Hollow spheres of aluminum oxide are filled with gas. Scientists have developed an economical way of manufacturing these insulators. © Fraunhofer ICT
Researchers at the Fraunhofer Institute for Chemical Technology ICT have developed a novel, cost-effective coating technique using micro-scaled conjoined hollow aluminium oxide spheres to protect components against heat and oxidation.
Steam and gas turbines, reactors, temperature sensors, waste incinerator generators and combustion chambers are subjected to temperatures as high as 1000°C, and the new coating technology will benefit in these applications.
Due to the gas-phase insulation effect, gases are comparatively less conductive of heat than solids. They have been used in aerated or cellular concrete for keeping buildings warm. The same effect has been used by the research team for protecting components that are subject to intense heat. They used hollow conjoined aluminium oxide spheres filled with gas to create an outer topcoat for the coating. When the component’s outer side was exposed to 1000°C temperature, these spheres reduced the temperature on the components inner side to less than 600°C.
Most traditional thermal barrier techniques are expensive as they use ceramic materials. The new technique is cost-effective as it is based on an economic, conventional process that was meant for protecting components against oxidation. This process was optimized to also protect against heat.
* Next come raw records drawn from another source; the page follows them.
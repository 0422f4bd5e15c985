//! Checking a card against its resolved cardstyle.

use super::Template;
use crate::card::{Card, Value};
use crate::error::ValidationError;

/// Validate `card` against `template`.
///
/// The TCG must match before any required field is looked at. A required
/// path is satisfied by a non-empty typed field, a flat metadata key, or a
/// two-segment nested lookup (`mtg.cmc`).
pub fn validate_card(card: &Card, template: &Template) -> Result<(), ValidationError> {
    if card.tcg != template.tcg {
        return Err(ValidationError::TcgMismatch {
            card: card.tcg.clone(),
            template: template.tcg.clone(),
        });
    }

    match template.required.iter().find(|field| !has_field(card, field)) {
        Some(field) => Err(ValidationError::MissingField {
            field: field.clone(),
        }),
        None => Ok(()),
    }
}

fn has_field(card: &Card, field: &str) -> bool {
    if card.core_field(field).is_some_and(|v| !v.is_empty()) {
        return true;
    }
    card.lookup(field).is_some_and(Value::is_present)
}

#[cfg(test)]
mod tests {
    use super::*;
    use crate::card::parse_card;

    fn template(tcg: &str, required: &[&str]) -> Template {
        Template {
            tcg: tcg.into(),
            required: required.iter().map(|s| s.to_string()).collect(),
            ..Default::default()
        }
    }

    #[test]
    fn test_valid_card() {
        let card = parse_card("---\ncard.title: Bolt\nmtg:\n  cmc: 1\n---\n", None).unwrap();
        let t = template("mtg", &["card.tcg", "card.title", "mtg.cmc"]);
        assert_eq!(validate_card(&card, &t), Ok(()));
    }

    #[test]
    fn test_missing_nested_field() {
        let card = parse_card("---\nmtg:\n  cmc: 1\n---\n", None).unwrap();
        let t = template("mtg", &["mtg.cmc", "mtg.power"]);
        assert_eq!(
            validate_card(&card, &t),
            Err(ValidationError::MissingField {
                field: "mtg.power".into()
            })
        );
    }

    #[test]
    fn test_empty_type_is_missing() {
        let card = parse_card("---\ncard.title: X\n---\nno quote lines", None).unwrap();
        let t = template("mtg", &["card.type"]);
        assert!(matches!(
            validate_card(&card, &t),
            Err(ValidationError::MissingField { .. })
        ));
    }

    #[test]
    fn test_tcg_checked_before_fields() {
        let card = parse_card("---\ncard.tcg: pokemon\n---\n", None).unwrap();
        let t = template("mtg", &["mtg.cmc"]);
        assert_eq!(
            validate_card(&card, &t),
            Err(ValidationError::TcgMismatch {
                card: "pokemon".into(),
                template: "mtg".into()
            })
        );
    }

    #[test]
    fn test_flat_metadata_key() {
        let card = parse_card("---\ncard.artwork: art.png\n---\n", None).unwrap();
        assert_eq!(validate_card(&card, &template("mtg", &["card.artwork"])), Ok(()));
    }
}
//! Text layout engine: places parsed markdown lines inside a layer region.
//!
//! Layout is pure: [`layout`] turns lines into positioned [`Item`]s using a
//! [`Measure`] implementation, and [`draw`] paints them. Paragraphs are
//! wrapped once and the same wrapped lines drive both the height used for
//! vertical centering and the drawing, so the block is exactly centered.
//!
//! Vertical advance per line:
//!
//! | Line            | Advance                         |
//! |-----------------|---------------------------------|
//! | header level n  | `base * (2.0 - 0.2n) * 1.4`     |
//! | rule            | `base * 0.5`                    |
//! | blank           | `base * 1.2 * 0.5`              |
//! | wrapped line    | `base * 1.5`                    |

use image::Rgba;

use super::canvas::Canvas;
use super::font::{FontFace, TextStyle};
use super::markdown::{Line, LineKind};
use crate::cardstyle::{Align, Region};

const HEADER_ADVANCE: f32 = 1.4;
const RULE_ADVANCE: f32 = 0.5;
const RULE_OFFSET: f32 = 0.25;
const LINE_HEIGHT: f32 = 1.2;
const WRAPPED_ADVANCE: f32 = 1.5;

/// Rules are drawn in this gray regardless of the text color.
pub const RULE_COLOR: Rgba<u8> = Rgba([128, 128, 128, 255]);

/// Width measurement used for wrapping and alignment.
pub trait Measure {
    fn text_width(&self, text: &str, style: TextStyle) -> f32;
}

impl Measure for FontFace {
    fn text_width(&self, text: &str, style: TextStyle) -> f32 {
        FontFace::text_width(self, text, style)
    }
}

/// A positioned drawing instruction.
#[derive(Debug, Clone, PartialEq)]
pub enum Item {
    /// Text whose top-left corner is at `(x, y)`.
    Text {
        text: String,
        x: f32,
        y: f32,
        style: TextStyle,
    },
    /// Horizontal rule from `x0` to `x1` at height `y`.
    Rule { x0: f32, x1: f32, y: f32 },
}

/// Result of laying out a block of lines.
#[derive(Debug, Clone, Default, PartialEq)]
pub struct TextLayout {
    pub items: Vec<Item>,
    /// Total block height, before centering.
    pub height: f32,
}

impl TextLayout {
    pub fn text_items(&self) -> impl Iterator<Item = (&str, f32, f32, TextStyle)> {
        self.items.iter().filter_map(|item| match item {
            Item::Text { text, x, y, style } => Some((text.as_str(), *x, *y, *style)),
            Item::Rule { .. } => None,
        })
    }
}

/// One styled piece of a wrapped line.
#[derive(Debug, Clone, PartialEq)]
struct Segment {
    text: String,
    style: TextStyle,
}

/// Laid-out form of a single input line, relative to its slot top.
enum Block {
    Header { text: String, style: TextStyle },
    Rule,
    Blank,
    Paragraph(Vec<Vec<Segment>>),
}

impl Block {
    fn advance(&self, base: f32) -> f32 {
        match self {
            Block::Header { style, .. } => style.size * HEADER_ADVANCE,
            Block::Rule => base * RULE_ADVANCE,
            Block::Blank => base * LINE_HEIGHT * 0.5,
            Block::Paragraph(lines) => lines.len() as f32 * base * WRAPPED_ADVANCE,
        }
    }
}

/// Lay out `lines` inside `region`, vertically centered.
///
/// `base` carries the layer font size plus its base weight and slant; run
/// styles add to it, never remove from it.
pub fn layout(
    lines: &[Line],
    region: &Region,
    align: Align,
    base: TextStyle,
    measure: &impl Measure,
) -> TextLayout {
    let width = region.width as f32;
    let blocks: Vec<Block> = lines
        .iter()
        .map(|line| build_block(line, width, base, measure))
        .collect();

    let height: f32 = blocks.iter().map(|b| b.advance(base.size)).sum();
    let x = region.x as f32;
    let mut y = region.y as f32 + (region.height as f32 - height) / 2.0;

    let mut items = Vec::new();
    for block in &blocks {
        match block {
            Block::Header { text, style } => {
                let line_width = measure.text_width(text, *style);
                items.push(Item::Text {
                    text: text.clone(),
                    x: aligned_x(x, width, line_width, align),
                    y,
                    style: *style,
                });
            }
            Block::Rule => items.push(Item::Rule {
                x0: x + width * 0.1,
                x1: x + width * 0.9,
                y: y + base.size * RULE_OFFSET,
            }),
            Block::Blank => {}
            Block::Paragraph(wrapped) => {
                let mut line_y = y;
                for segments in wrapped {
                    let line_width: f32 = segments
                        .iter()
                        .map(|s| measure.text_width(&s.text, s.style))
                        .sum();
                    let mut seg_x = aligned_x(x, width, line_width, align);
                    for seg in segments {
                        items.push(Item::Text {
                            text: seg.text.clone(),
                            x: seg_x,
                            y: line_y,
                            style: seg.style,
                        });
                        seg_x += measure.text_width(&seg.text, seg.style);
                    }
                    line_y += base.size * WRAPPED_ADVANCE;
                }
            }
        }
        y += block.advance(base.size);
    }

    TextLayout { items, height }
}

fn build_block(line: &Line, width: f32, base: TextStyle, measure: &impl Measure) -> Block {
    match line.kind {
        LineKind::Header(level) => Block::Header {
            text: line.runs.iter().map(|r| r.text.as_str()).collect(),
            style: TextStyle {
                size: base.size * (2.0 - level as f32 * 0.2),
                bold: true,
                italic: base.italic,
            },
        },
        LineKind::Rule => Block::Rule,
        LineKind::Normal if line.is_blank() => Block::Blank,
        LineKind::Normal => {
            let wrapped = wrap(line, width, base, measure);
            if wrapped.is_empty() {
                Block::Blank
            } else {
                Block::Paragraph(wrapped)
            }
        }
    }
}

/// Greedy word wrap across runs.
///
/// A word joins the current line (with a leading space) unless that would
/// overflow `width` and the line already has content. Adjacent words of the
/// same style are merged into one segment.
fn wrap(line: &Line, width: f32, base: TextStyle, measure: &impl Measure) -> Vec<Vec<Segment>> {
    let mut lines: Vec<Vec<Segment>> = Vec::new();
    let mut current: Vec<Segment> = Vec::new();
    let mut current_width = 0.0;

    for run in &line.runs {
        let style = TextStyle {
            size: base.size,
            bold: base.bold || run.bold,
            italic: base.italic || run.italic,
        };
        for word in run.text.split_whitespace() {
            let spaced = format!(" {}", word);
            let piece = if current.is_empty() { word } else { spaced.as_str() };
            let piece_width = measure.text_width(piece, style);

            if current_width + piece_width > width && !current.is_empty() {
                lines.push(std::mem::take(&mut current));
                current_width = measure.text_width(word, style);
                current.push(Segment {
                    text: word.to_string(),
                    style,
                });
                continue;
            }

            current_width += piece_width;
            match current.last_mut() {
                Some(last) if last.style == style => last.text.push_str(piece),
                _ => current.push(Segment {
                    text: piece.to_string(),
                    style,
                }),
            }
        }
    }

    if !current.is_empty() {
        lines.push(current);
    }
    lines
}

fn aligned_x(x: f32, width: f32, line_width: f32, align: Align) -> f32 {
    match align {
        Align::Left => x,
        Align::Center => x + (width - line_width) / 2.0,
        Align::Right => x + width - line_width,
    }
}

/// Paint a layout onto the canvas.
///
/// Returns the number of text items drawn.
pub fn draw(canvas: &mut Canvas, layout: &TextLayout, face: &FontFace, color: Rgba<u8>) -> usize {
    let mut drawn = 0;
    for item in &layout.items {
        match item {
            Item::Text { text, x, y, style } => {
                let mask = face.rasterize(text, *style);
                canvas.draw_mask(&mask, x.round() as i32, y.round() as i32, color);
                drawn += 1;
            }
            Item::Rule { x0, x1, y } => {
                canvas.hline(x0.round() as i32, x1.round() as i32, y.round() as i32, 1, RULE_COLOR);
            }
        }
    }
    drawn
}

#[cfg(test)]
mod tests {
    use super::*;
    use crate::render::canvas::{BLACK, WHITE};
    use crate::render::markdown::parse;

    /// Every character is 10px wide, bold adds 1px per string.
    struct Fixed;

    impl Measure for Fixed {
        fn text_width(&self, text: &str, style: TextStyle) -> f32 {
            text.chars().count() as f32 * 10.0 + if style.bold { 1.0 } else { 0.0 }
        }
    }

    fn region(width: u32, height: u32) -> Region {
        Region {
            x: 0,
            y: 0,
            width,
            height,
        }
    }

    fn texts(layout: &TextLayout) -> Vec<(&str, f32, f32)> {
        layout.text_items().map(|(t, x, y, _)| (t, x, y)).collect()
    }

    #[test]
    fn test_single_line_centered() {
        let out = layout(
            &parse("abcd"),
            &region(100, 100),
            Align::Center,
            TextStyle::regular(20.0),
            &Fixed,
        );
        assert_eq!(out.height, 30.0);
        assert_eq!(texts(&out), vec![("abcd", 30.0, 35.0)]);
    }

    #[test]
    fn test_greedy_wrap() {
        // "aaa bbb" = 70px, " ccc" would make 110px > 100.
        let out = layout(
            &parse("aaa bbb ccc"),
            &region(100, 200),
            Align::Left,
            TextStyle::regular(10.0),
            &Fixed,
        );
        let t = texts(&out);
        assert_eq!(t.len(), 2);
        assert_eq!(t[0].0, "aaa bbb");
        assert_eq!(t[1].0, "ccc");
        assert_eq!(t[1].2 - t[0].2, 15.0);
        assert_eq!(out.height, 30.0);
    }

    #[test]
    fn test_overlong_word_gets_own_line() {
        let out = layout(
            &parse("a verylongword b"),
            &region(50, 200),
            Align::Left,
            TextStyle::regular(10.0),
            &Fixed,
        );
        let lines: Vec<&str> = out.text_items().map(|(t, ..)| t).collect();
        assert_eq!(lines, vec!["a", "verylongword", "b"]);
    }

    #[test]
    fn test_styles_become_segments() {
        let out = layout(
            &parse("deal **3** damage"),
            &region(1000, 100),
            Align::Left,
            TextStyle::regular(10.0),
            &Fixed,
        );
        let items: Vec<(&str, f32, bool)> = out
            .text_items()
            .map(|(t, x, _, s)| (t, x, s.bold))
            .collect();
        assert_eq!(
            items,
            vec![("deal", 0.0, false), (" 3", 40.0, true), (" damage", 61.0, false)]
        );
    }

    #[test]
    fn test_right_align() {
        let out = layout(
            &parse("ab"),
            &region(100, 20),
            Align::Right,
            TextStyle::regular(10.0),
            &Fixed,
        );
        assert_eq!(texts(&out)[0].1, 80.0);
    }

    #[test]
    fn test_block_heights() {
        let base = 10.0;
        let out = layout(
            &parse("# Head\n\n---\ntext"),
            &region(500, 500),
            Align::Left,
            TextStyle::regular(base),
            &Fixed,
        );
        let expected = base * 1.8 * 1.4 + base * 0.6 + base * 0.5 + base * 1.5;
        assert!((out.height - expected).abs() < 1e-4);

        let header_style = out.text_items().next().map(|(_, _, _, s)| s);
        assert_eq!(header_style.map(|s| s.bold), Some(true));
        assert!(header_style.is_some_and(|s| (s.size - 18.0).abs() < 1e-4));

        let rule = out.items.iter().find_map(|i| match i {
            Item::Rule { x0, x1, .. } => Some((*x0, *x1)),
            _ => None,
        });
        assert_eq!(rule, Some((50.0, 450.0)));
    }

    #[test]
    fn test_empty_content_has_no_items() {
        let out = layout(
            &parse(""),
            &region(100, 100),
            Align::Left,
            TextStyle::regular(10.0),
            &Fixed,
        );
        assert!(out.text_items().next().is_none());
    }

    #[test]
    fn test_draw_counts_text_items() {
        let face = FontFace::Bitmap;
        let out = layout(
            &parse("hello\n---\nworld"),
            &region(200, 100),
            Align::Left,
            TextStyle::regular(12.0),
            &face,
        );
        let mut canvas = Canvas::new(200, 100, WHITE);
        assert_eq!(draw(&mut canvas, &out, &face, BLACK), 2);
    }
}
Up to now, it never occurred to anyone to use these spheres to produce another coating layer – they were just a waste product.
Dr. Kolarik
The researchers deposited aluminum powder on the surface of the metal and heated it for several hours at an appropriate temperature to form a coating. A topcoat with hollow aluminum oxide spheres was also formed, and this provides protection against oxidation. They further refined the process to produce coating layers with the desired thickness. Aluminum particles and a viscous liquid bonding agent were mixed together and this slurry was then painted on to the components. In this process, the sizes, as well as, size distribution of the particles; the duration of heating and the appropriate temperature required for heating; and the bonding agent’s viscosity played a determining role in this process.
Fraunhofer researchers are presently applying findings from the PARTICOAT project to coat bigger components and are also developing methods to automate the coating process.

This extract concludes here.